### TASK GOAL
Can you restate the lines of the entries below, word for word, from the first one through the line that includes "wrap in practice."?

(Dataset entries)
* * * *
//! Optimized allocation and collection types for Surreal.
//!
//! This module provides:
//! - Re-exports of optimized hash collections using AHash
//! - A generation counter for telling successive occupants of a slot apart

use std::num::NonZeroU64;
use std::sync::atomic::{AtomicU64, Ordering};

// Re-export optimized hash collections
pub use ahash::{AHashMap as HashMap, AHashSet as HashSet, RandomState};

/// A generation number handed out by a [`GenerationCounter`].
///
/// Generations are never zero and never repeat for the lifetime of the counter,
/// so a stale reference can always be detected by comparing generations.
#[derive(Debug, Clone, Copy, PartialEq, Eq, PartialOrd, Ord, Hash)]
pub struct Generation(NonZeroU64);

impl Generation {
    /// The raw generation value.
    pub fn get(&self) -> u64 {
        self.0.get()
    }
}

/// Thread-safe source of unique, monotonically increasing generations.
#[derive(Debug)]
pub struct GenerationCounter {
    next: AtomicU64,
}

impl GenerationCounter {
    pub const fn new() -> Self {
        Self {
            next: AtomicU64::new(1),
        }
    }

    /// Allocate the next generation.
    pub fn next(&self) -> Generation {
        let value = self.next.fetch_add(1, Ordering::Relaxed);
        // Starts at 1 and a u64 will not wrap in practice.
        Generation(NonZeroU64::new(value).unwrap_or(NonZeroU64::MIN))
    }
}

impl Default for GenerationCounter {
    fn default() -> Self {
        Self::new()
    }
}

#[cfg(test)]
mod tests {
    use super::*;

    #[test]
    fn test_hashmap_ahash() {
        let mut map = HashMap::new();
        map.insert("key", "value");
        assert_eq!(map.get("key"), Some(&"value"));
    }

    #[test]
    fn test_hashset_ahash() {
        let mut set = HashSet::new();
        set.insert(42);
        assert!(set.contains(&42));
    }

    #[test]
    fn test_generations_are_unique_and_increasing() {
        let counter = GenerationCounter::new();
        let a = counter.next();
        let b = counter.next();
        let c = counter.next();
        assert!(a < b && b < c);
        assert_eq!(a.get(), 1);
    }

    #[test]
    fn test_generations_across_threads() {
        let counter = std::sync::Arc::new(GenerationCounter::new());
        let threads: Vec<_> = (0..4)
            .map(|_| {
                let counter = counter.clone();
                std::thread::spawn(move || (0..100).map(|_| counter.next()).collect::<Vec<_>>())
            })
            .collect();

        let mut all = HashSet::new();
        for thread in threads {
            for generation in thread.join().unwrap() {
                assert!(all.insert(generation));
            }
        }
        assert_eq!(all.len(), 400);
    }
}
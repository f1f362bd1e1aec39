//! Byte sources for loaders.

use std::future::Future;
use std::path::{Path, PathBuf};
use std::pin::Pin;
use std::sync::Arc;

use parking_lot::RwLock;
use surreal_core::alloc::HashMap;

use crate::error::{AssetError, AssetResult};
use crate::path::VirtualPath;

/// Future type for async byte loading.
pub type BytesFuture = Pin<Box<dyn Future<Output = AssetResult<Vec<u8>>> + Send + 'static>>;

/// Future type for existence checks.
pub type ExistsFuture = Pin<Box<dyn Future<Output = bool> + Send + 'static>>;

/// Trait for loading bytes from various sources.
pub trait BytesReader: Send + Sync {
    /// Read all bytes at a path.
    fn read_bytes(&self, path: &VirtualPath) -> BytesFuture;

    /// Check if a path exists.
    fn exists(&self, path: &VirtualPath) -> ExistsFuture;
}

/// Reads files relative to a base directory.
///
/// The scheme of a virtual path is ignored; only its location is resolved.
/// The read itself happens when the returned future is first polled, so it
/// runs on whichever thread drives the load.
pub struct FileReader {
    base_path: PathBuf,
}

impl FileReader {
    /// Create a new file reader with a base path.
    pub fn new(base_path: impl AsRef<Path>) -> Self {
        Self {
            base_path: base_path.as_ref().to_path_buf(),
        }
    }

    /// The directory relative paths are resolved against.
    pub fn base_path(&self) -> &Path {
        &self.base_path
    }

    /// Resolve a virtual path to a file system path.
    pub fn resolve(&self, path: &VirtualPath) -> PathBuf {
        let location = Path::new(path.location());
        if location.is_absolute() {
            location.to_path_buf()
        } else {
            self.base_path.join(location)
        }
    }

    /// Read bytes synchronously.
    pub fn read_bytes_sync(&self, path: &VirtualPath) -> AssetResult<Vec<u8>> {
        read_file(self.resolve(path))
    }
}

fn read_file(full_path: PathBuf) -> AssetResult<Vec<u8>> {
    std::fs::read(&full_path).map_err(|e| {
        if e.kind() == std::io::ErrorKind::NotFound {
            AssetError::NotFound {
                path: full_path.display().to_string(),
            }
        } else {
            AssetError::Io {
                path: full_path.clone(),
                source: e,
            }
        }
    })
}

impl BytesReader for FileReader {
    fn read_bytes(&self, path: &VirtualPath) -> BytesFuture {
        let full_path = self.resolve(path);
        Box::pin(async move { read_file(full_path) })
    }

    fn exists(&self, path: &VirtualPath) -> ExistsFuture {
        let full_path = self.resolve(path);
        Box::pin(async move { full_path.exists() })
    }
}

/// In-memory bytes reader for tests and embedded assets.
///
/// Lookups use the normalized path key, so `Fonts/Mono.ttf` finds bytes
/// inserted as `fonts/mono.ttf`.
#[derive(Default)]
pub struct MemoryReader {
    files: RwLock<HashMap<VirtualPath, Arc<[u8]>>>,
}

impl MemoryReader {
    /// Create a new empty memory reader.
    pub fn new() -> Self {
        Self::default()
    }

    /// Add or replace the bytes for a path.
    pub fn insert(&self, path: impl Into<VirtualPath>, bytes: impl Into<Vec<u8>>) {
        self.files.write().insert(path.into(), Arc::from(bytes.into()));
    }

    /// Builder-style [`insert`](Self::insert).
    pub fn with(self, path: impl Into<VirtualPath>, bytes: impl Into<Vec<u8>>) -> Self {
        self.insert(path, bytes);
        self
    }

    /// Remove the bytes for a path.
    pub fn remove(&self, path: impl Into<VirtualPath>) -> bool {
        self.files.write().remove(&path.into()).is_some()
    }

    /// Check if bytes exist for a path.
    pub fn contains(&self, path: impl Into<VirtualPath>) -> bool {
        self.files.read().contains_key(&path.into())
    }
}

impl BytesReader for MemoryReader {
    fn read_bytes(&self, path: &VirtualPath) -> BytesFuture {
        let result = self
            .files
            .read()
            .get(path)
            .map(|bytes| bytes.to_vec())
            .ok_or_else(|| AssetError::NotFound {
                path: path.to_string(),
            });
        Box::pin(async move { result })
    }

    fn exists(&self, path: &VirtualPath) -> ExistsFuture {
        let exists = self.files.read().contains_key(path);
        Box::pin(async move { exists })
    }
}

#[cfg(test)]
mod tests {
    use super::*;

    #[test]
    fn test_memory_reader_uses_normalized_keys() {
        let reader = MemoryReader::new().with("Fonts/Mono.ttf", b"font".to_vec());
        let bytes = pollster::block_on(reader.read_bytes(&VirtualPath::new("fonts/mono.ttf")));
        assert_eq!(bytes.unwrap(), b"font");
        assert!(reader.contains("./fonts/mono.ttf"));
        assert!(reader.remove("fonts/mono.ttf"));
        assert!(!pollster::block_on(reader.exists(&VirtualPath::new("fonts/mono.ttf"))));
    }

    #[test]
    fn test_memory_reader_missing_path() {
        let reader = MemoryReader::new();
        let result = pollster::block_on(reader.read_bytes(&VirtualPath::new("nope.bin")));
        assert!(matches!(result, Err(AssetError::NotFound { .. })));
    }

    #[test]
    fn test_file_reader_resolves_location() {
        let reader = FileReader::new("assets");
        let resolved = reader.resolve(&VirtualPath::new("local://textures/a.png"));
        assert_eq!(resolved, Path::new("assets").join("textures/a.png"));
    }

    #[test]
    fn test_file_reader_reads_files() {
        let dir = tempfile::tempdir().unwrap();
        std::fs::write(dir.path().join("hello.txt"), b"hello").unwrap();

        let reader = FileReader::new(dir.path());
        let path = VirtualPath::new("hello.txt");
        assert!(pollster::block_on(reader.exists(&path)));
        assert_eq!(pollster::block_on(reader.read_bytes(&path)).unwrap(), b"hello");

        let missing = reader.read_bytes_sync(&VirtualPath::new("missing.txt"));
        assert!(matches!(missing, Err(AssetError::NotFound { .. })));
    }
}
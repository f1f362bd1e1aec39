//! Cooperative cancellation for in-flight loads.

use std::future::Future;
use std::pin::Pin;
use std::sync::Arc;
use std::sync::atomic::{AtomicBool, Ordering};
use std::task::{Context, Poll, Waker};

use parking_lot::Mutex;

#[derive(Default)]
struct TokenState {
    cancelled: AtomicBool,
    wakers: Mutex<Vec<Waker>>,
}

/// A shared flag signalling that a load should stop.
///
/// Every entry owns one token; loaders receive a clone through their
/// [`LoadContext`](crate::LoadContext). Cancelling is one-way and wakes every
/// task awaiting [`cancelled`](Self::cancelled).
#[derive(Clone, Default)]
pub struct CancellationToken {
    state: Arc<TokenState>,
}

impl CancellationToken {
    pub fn new() -> Self {
        Self::default()
    }

    /// Request cancellation. Repeated calls have no further effect.
    pub fn cancel(&self) {
        if self.state.cancelled.swap(true, Ordering::AcqRel) {
            return;
        }
        let wakers = std::mem::take(&mut *self.state.wakers.lock());
        for waker in wakers {
            waker.wake();
        }
    }

    pub fn is_cancelled(&self) -> bool {
        self.state.cancelled.load(Ordering::Acquire)
    }

    /// A future that resolves once the token is cancelled.
    pub fn cancelled(&self) -> Cancelled {
        Cancelled {
            token: self.clone(),
        }
    }
}

impl std::fmt::Debug for CancellationToken {
    fn fmt(&self, f: &mut std::fmt::Formatter<'_>) -> std::fmt::Result {
        f.debug_struct("CancellationToken")
            .field("cancelled", &self.is_cancelled())
            .finish()
    }
}

/// Future returned by [`CancellationToken::cancelled`].
pub struct Cancelled {
    token: CancellationToken,
}

impl Future for Cancelled {
    type Output = ();

    fn poll(self: Pin<&mut Self>, cx: &mut Context<'_>) -> Poll<()> {
        if self.token.is_cancelled() {
            return Poll::Ready(());
        }

        let mut wakers = self.token.state.wakers.lock();
        // Re-check under the lock so a concurrent cancel cannot slip between.
        if self.token.is_cancelled() {
            return Poll::Ready(());
        }
        if !wakers.iter().any(|w| w.will_wake(cx.waker())) {
            wakers.push(cx.waker().clone());
        }
        Poll::Pending
    }
}

#[cfg(test)]
mod tests {
    use super::*;
    use std::time::Duration;

    #[test]
    fn test_cancel_is_shared_between_clones() {
        let token = CancellationToken::new();
        let clone = token.clone();
        assert!(!clone.is_cancelled());
        token.cancel();
        assert!(clone.is_cancelled());
        token.cancel();
        assert!(token.is_cancelled());
    }

    #[test]
    fn test_cancelled_future_resolves_immediately_when_cancelled() {
        let token = CancellationToken::new();
        token.cancel();
        pollster::block_on(token.cancelled());
    }

    #[test]
    fn test_cancelled_future_wakes_waiter() {
        let token = CancellationToken::new();
        let remote = token.clone();
        let canceller = std::thread::spawn(move || {
            std::thread::sleep(Duration::from_millis(20));
            remote.cancel();
        });
        pollster::block_on(token.cancelled());
        assert!(token.is_cancelled());
        canceller.join().unwrap();
    }
}
use std::collections::BTreeSet;
use std::fmt;
use std::sync::Arc;
use std::time::{Duration, SystemTime};

use futures_util::future::BoxFuture;
use http::Method;
use rand::Rng;

use crate::error::{Error, TransportErrorKind};
use crate::timings::Delays;
use crate::util::parse_retry_after;

/// Smallest wait for a `Retry-After` that is zero or already in the past.
const MIN_RETRY_AFTER: Duration = Duration::from_millis(1);

/// Statuses whose `Retry-After` header is honoured.
const RETRY_AFTER_STATUS_CODES: [u16; 3] = [413, 429, 503];

/// Inputs of one retry decision.
///
/// `attempt_count` is 1-based: it numbers the retry about to happen, so the
/// first retry sees `1`.
pub struct RetryContext<'a> {
    pub attempt_count: u32,
    pub retry_options: &'a RetryPolicy,
    pub error: &'a Error,
    pub retry_after: Option<Duration>,
    pub computed_value: Duration,
}

/// Caller-supplied delay function. Returning [`Duration::ZERO`] cancels the retry.
pub trait CalculateDelay: Send + Sync {
    fn calculate_delay<'a>(&'a self, context: RetryContext<'a>) -> BoxFuture<'a, Result<Duration, Error>>;
}

struct FnCalculateDelay<F>(F);

impl<F> CalculateDelay for FnCalculateDelay<F>
where
    F: Fn(&RetryContext<'_>) -> Result<Duration, Error> + Send + Sync,
{
    fn calculate_delay<'a>(&'a self, context: RetryContext<'a>) -> BoxFuture<'a, Result<Duration, Error>> {
        Box::pin(std::future::ready((self.0)(&context)))
    }
}

#[derive(Clone)]
pub struct RetryPolicy {
    limit: u32,
    methods: Vec<Method>,
    status_codes: BTreeSet<u16>,
    error_codes: BTreeSet<TransportErrorKind>,
    max_retry_after: Option<Duration>,
    backoff_limit: Option<Duration>,
    noise: Duration,
    calculate_delay: Option<Arc<dyn CalculateDelay>>,
}

impl fmt::Debug for RetryPolicy {
    fn fmt(&self, formatter: &mut fmt::Formatter<'_>) -> fmt::Result {
        formatter
            .debug_struct("RetryPolicy")
            .field("limit", &self.limit)
            .field("methods", &self.methods)
            .field("status_codes", &self.status_codes)
            .field("error_codes", &self.error_codes)
            .field("max_retry_after", &self.max_retry_after)
            .field("backoff_limit", &self.backoff_limit)
            .field("noise", &self.noise)
            .field("calculate_delay", &self.calculate_delay.is_some())
            .finish()
    }
}

impl RetryPolicy {
    pub fn standard() -> Self {
        Self {
            limit: 2,
            methods: default_retry_methods(),
            status_codes: default_retry_status_codes(),
            error_codes: default_retry_error_codes(),
            max_retry_after: None,
            backoff_limit: None,
            noise: Duration::from_millis(100),
            calculate_delay: None,
        }
    }

    pub fn disabled() -> Self {
        Self::standard().limit(0)
    }

    pub fn limit(mut self, limit: u32) -> Self {
        self.limit = limit;
        self
    }

    pub fn methods(mut self, methods: impl IntoIterator<Item = Method>) -> Self {
        self.methods = methods.into_iter().collect();
        self
    }

    pub fn status_codes(mut self, codes: impl IntoIterator<Item = u16>) -> Self {
        self.status_codes = codes.into_iter().collect();
        self
    }

    pub fn error_codes(mut self, codes: impl IntoIterator<Item = TransportErrorKind>) -> Self {
        self.error_codes = codes.into_iter().collect();
        self
    }

    pub fn max_retry_after(mut self, max_retry_after: Duration) -> Self {
        self.max_retry_after = Some(max_retry_after);
        self
    }

    pub fn backoff_limit(mut self, backoff_limit: Duration) -> Self {
        self.backoff_limit = Some(backoff_limit);
        self
    }

    /// Upper bound of the random jitter added to the exponential backoff.
    pub fn noise(mut self, noise: Duration) -> Self {
        self.noise = noise;
        self
    }

    pub fn calculate_delay(mut self, calculate_delay: Arc<dyn CalculateDelay>) -> Self {
        self.calculate_delay = Some(calculate_delay);
        self
    }

    pub fn calculate_delay_fn<F>(self, calculate_delay: F) -> Self
    where
        F: Fn(&RetryContext<'_>) -> Result<Duration, Error> + Send + Sync + 'static,
    {
        self.calculate_delay(Arc::new(FnCalculateDelay(calculate_delay)))
    }

    pub fn limit_value(&self) -> u32 {
        self.limit
    }

    pub fn retries_method(&self, method: &Method) -> bool {
        self.methods.contains(method)
    }

    pub fn retries_status(&self, status: u16) -> bool {
        self.status_codes.contains(&status)
    }

    pub fn retries_error_code(&self, code: TransportErrorKind) -> bool {
        self.error_codes.contains(&code)
    }

    fn effective_max_retry_after(&self, timeouts: &Delays) -> Option<Duration> {
        self.max_retry_after.or_else(|| {
            [timeouts.request, timeouts.connect]
                .into_iter()
                .flatten()
                .min()
        })
    }

    fn retry_after(error: &Error) -> Option<Duration> {
        let response = error.response()?;
        if !RETRY_AFTER_STATUS_CODES.contains(&response.status().as_u16()) {
            return None;
        }
        parse_retry_after(response.headers(), SystemTime::now())
            .map(|delay| delay.max(MIN_RETRY_AFTER))
    }

    /// Built-in decision: zero means "do not retry".
    pub fn computed_delay(
        &self,
        attempt_count: u32,
        method: &Method,
        error: &Error,
        retry_after: Option<Duration>,
        timeouts: &Delays,
    ) -> Duration {
        if attempt_count == 0 || attempt_count > self.limit {
            return Duration::ZERO;
        }
        if !self.retries_method(method) {
            return Duration::ZERO;
        }
        let code_allowed = error
            .transport_code()
            .is_some_and(|code| self.retries_error_code(code));
        let status_allowed = error
            .status()
            .is_some_and(|status| self.retries_status(status));
        if !code_allowed && !status_allowed {
            return Duration::ZERO;
        }

        if let Some(response) = error.response() {
            if let Some(retry_after) = retry_after {
                return match self.effective_max_retry_after(timeouts) {
                    Some(cap) if retry_after > cap => Duration::ZERO,
                    _ => retry_after,
                };
            }
            if response.status().as_u16() == 413 {
                return Duration::ZERO;
            }
        }

        self.backoff_for_retry(attempt_count)
    }

    pub(crate) fn backoff_for_retry(&self, attempt_count: u32) -> Duration {
        let exponent = attempt_count.saturating_sub(1).min(31);
        let base = Duration::from_secs(1).saturating_mul(1_u32 << exponent);
        let noise_ms = self.noise.as_millis().min(u64::MAX as u128) as u64;
        let jitter = if noise_ms == 0 {
            Duration::ZERO
        } else {
            Duration::from_millis(rand::rng().random_range(0..noise_ms))
        };
        let delay = base.saturating_add(jitter);
        match self.backoff_limit {
            Some(limit) => delay.min(limit),
            None => delay,
        }
    }

    /// Runs the built-in decision and then the caller's delay function.
    ///
    /// `Ok(None)` means no retry. An error from the delay function replaces
    /// the failure being evaluated.
    pub(crate) async fn next_delay(
        &self,
        attempt_count: u32,
        method: &Method,
        error: &Error,
        timeouts: &Delays,
    ) -> Result<Option<Duration>, Error> {
        let retry_after = Self::retry_after(error);
        let computed_value =
            self.computed_delay(attempt_count, method, error, retry_after, timeouts);
        let delay = match &self.calculate_delay {
            Some(calculate_delay) => {
                calculate_delay
                    .calculate_delay(RetryContext {
                        attempt_count,
                        retry_options: self,
                        error,
                        retry_after,
                        computed_value,
                    })
                    .await?
            }
            None => computed_value,
        };
        Ok((!delay.is_zero()).then_some(delay))
    }
}

impl Default for RetryPolicy {
    fn default() -> Self {
        Self::standard()
    }
}

fn default_retry_methods() -> Vec<Method> {
    vec![
        Method::GET,
        Method::PUT,
        Method::HEAD,
        Method::DELETE,
        Method::OPTIONS,
        Method::TRACE,
    ]
}

fn default_retry_status_codes() -> BTreeSet<u16> {
    [408_u16, 413, 429, 500, 502, 503, 504, 521, 522, 524]
        .into_iter()
        .collect()
}

fn default_retry_error_codes() -> BTreeSet<TransportErrorKind> {
    [
        TransportErrorKind::TimedOut,
        TransportErrorKind::ConnectionReset,
        TransportErrorKind::AddressInUse,
        TransportErrorKind::ConnectionRefused,
        TransportErrorKind::BrokenPipe,
        TransportErrorKind::HostNotFound,
        TransportErrorKind::NetworkUnreachable,
        TransportErrorKind::DnsTemporaryFailure,
    ]
    .into_iter()
    .collect()
}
* * * *
### ANSWER BOX
//! Optimized allocation and collection types for Surreal.
//!
//! This module provides:
//! - Re-exports of optimized hash collections using AHash
//! - A generation counter for telling successive occupants of a slot apart

use std::num::NonZeroU64;
use std::sync::atomic::{AtomicU64, Ordering};

// Re-export optimized hash collections
pub use ahash::{AHashMap as HashMap, AHashSet as HashSet, RandomState};

/// A generation number handed out by a [`GenerationCounter`].
///
/// Generations are never zero and never repeat for the lifetime of the counter,
/// so a stale reference can always be detected by comparing generations.
#[derive(Debug, Clone, Copy, PartialEq, Eq, PartialOrd, Ord, Hash)]
pub struct Generation(NonZeroU64);

impl Generation {
    /// The raw generation value.
    pub fn get(&self) -> u64 {
        self.0.get()
    }
}

/// Thread-safe source of unique, monotonically increasing generations.
#[derive(Debug)]
pub struct GenerationCounter {
    next: AtomicU64,
}

impl GenerationCounter {
    pub const fn new() -> Self {
        Self {
            next: AtomicU64::new(1),
        }
    }

    /// Allocate the next generation.
    pub fn next(&self) -> Generation {
        let value = self.next.fetch_add(1, Ordering::Relaxed);
        // Starts at 1 and a u64 will not wrap in practice.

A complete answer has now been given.